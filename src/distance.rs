// Copyright (c) 2025 nnsearch Contributors
// Licensed under the nnsearch License. See LICENSE file for details.

//! Euclidean distance kernels.
//!
//! Every index ranks candidates by **squared** L2 distance, which preserves
//! the ordering of true Euclidean distance while skipping the square root in
//! the hot loop. Only the final [`ResultSet`](crate::ResultSet) reports
//! `sqrt`-ed values.
//!
//! | Function | Returns |
//! |----------|---------|
//! | [`squared_euclidean`] | `Σ(a_i - b_i)²` |
//! | [`euclidean`] | `sqrt(Σ(a_i - b_i)²)` |
//! | [`squared_euclidean_bounded`] | early-exit variant used by linear scans |
//!
//! # Examples
//!
//! ```rust
//! use nnsearch::distance::{euclidean, squared_euclidean};
//!
//! let a = [1.0, 0.0, 0.0];
//! let b = [0.0, 1.0, 0.0];
//!
//! assert!((squared_euclidean(&a, &b) - 2.0).abs() < 1e-12);
//! assert!((euclidean(&a, &b) - std::f64::consts::SQRT_2).abs() < 1e-12);
//! ```

/// Squared Euclidean distance: `Σ(a_i - b_i)²`.
///
/// # Panics
///
/// Debug builds panic if the slices have different lengths.
#[inline]
pub fn squared_euclidean(a: &[f64], b: &[f64]) -> f64 {
    debug_assert_eq!(a.len(), b.len(), "Vector dimensions must match");

    // Four independent accumulators let the compiler vectorize the loop.
    let mut acc = [0.0f64; 4];
    let chunks_a = a.chunks_exact(4);
    let chunks_b = b.chunks_exact(4);
    let tail_a = chunks_a.remainder();
    let tail_b = chunks_b.remainder();

    for (ca, cb) in chunks_a.zip(chunks_b) {
        for i in 0..4 {
            let diff = ca[i] - cb[i];
            acc[i] += diff * diff;
        }
    }

    let mut sum = acc[0] + acc[1] + acc[2] + acc[3];
    for (x, y) in tail_a.iter().zip(tail_b.iter()) {
        let diff = x - y;
        sum += diff * diff;
    }
    sum
}

/// Euclidean (L2) distance: `sqrt(Σ(a_i - b_i)²)`.
#[inline]
pub fn euclidean(a: &[f64], b: &[f64]) -> f64 {
    squared_euclidean(a, b).sqrt()
}

/// Squared Euclidean distance that gives up once the partial sum exceeds `bound`.
///
/// Returns a value `> bound` when the true distance exceeds `bound`; otherwise
/// returns exactly what [`squared_euclidean`] returns (same accumulation
/// order, bit for bit). Used by exhaustive scans where most candidates lose
/// to the current k-th best.
#[inline]
pub fn squared_euclidean_bounded(a: &[f64], b: &[f64], bound: f64) -> f64 {
    debug_assert_eq!(a.len(), b.len(), "Vector dimensions must match");

    let mut acc = [0.0f64; 4];
    let chunks_a = a.chunks_exact(4);
    let chunks_b = b.chunks_exact(4);
    let tail_a = chunks_a.remainder();
    let tail_b = chunks_b.remainder();

    for (ca, cb) in chunks_a.zip(chunks_b) {
        for i in 0..4 {
            let diff = ca[i] - cb[i];
            acc[i] += diff * diff;
        }
        let partial = acc[0] + acc[1] + acc[2] + acc[3];
        if partial > bound {
            return partial;
        }
    }

    let mut sum = acc[0] + acc[1] + acc[2] + acc[3];
    for (x, y) in tail_a.iter().zip(tail_b.iter()) {
        let diff = x - y;
        sum += diff * diff;
    }
    sum
}

#[cfg(test)]
mod tests {
    use super::*;

    #[test]
    fn test_identical_vectors() {
        let v = vec![1.0, 2.0, 3.0, 4.0, 5.0];
        assert_eq!(squared_euclidean(&v, &v), 0.0);
        assert_eq!(euclidean(&v, &v), 0.0);
    }

    #[test]
    fn test_known_distance() {
        let a = vec![0.0, 0.0, 0.0, 0.0, 0.0, 0.0, 0.0];
        let b = vec![1.0, 1.0, 1.0, 1.0, 1.0, 1.0, 1.0];
        assert!((squared_euclidean(&a, &b) - 7.0).abs() < 1e-12);
        assert!((euclidean(&a, &b) - 7.0f64.sqrt()).abs() < 1e-12);
    }

    #[test]
    fn test_bounded_matches_exact_below_bound() {
        let a: Vec<f64> = (0..13).map(|i| i as f64 * 0.5).collect();
        let b: Vec<f64> = (0..13).map(|i| i as f64 * 0.25).collect();
        let exact = squared_euclidean(&a, &b);
        assert_eq!(squared_euclidean_bounded(&a, &b, exact + 1.0), exact);
        assert_eq!(squared_euclidean_bounded(&a, &b, f64::INFINITY), exact);
    }

    #[test]
    fn test_bounded_exceeds_bound() {
        let a = vec![10.0; 16];
        let b = vec![0.0; 16];
        assert!(squared_euclidean_bounded(&a, &b, 1.0) > 1.0);
    }
}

---*---

**PROMPT**
Everything from the first line of the records above through the line containing "distance, which preserves" should be restated word for word; leave out all other lines.

**EXPECTED OUTPUT**
filename src/distance.rs
// Copyright (c) 2025 nnsearch Contributors
// Licensed under the nnsearch License. See LICENSE file for details.

//! Euclidean distance kernels.
//!
//! Every index ranks candidates by **squared** L2 distance, which preserves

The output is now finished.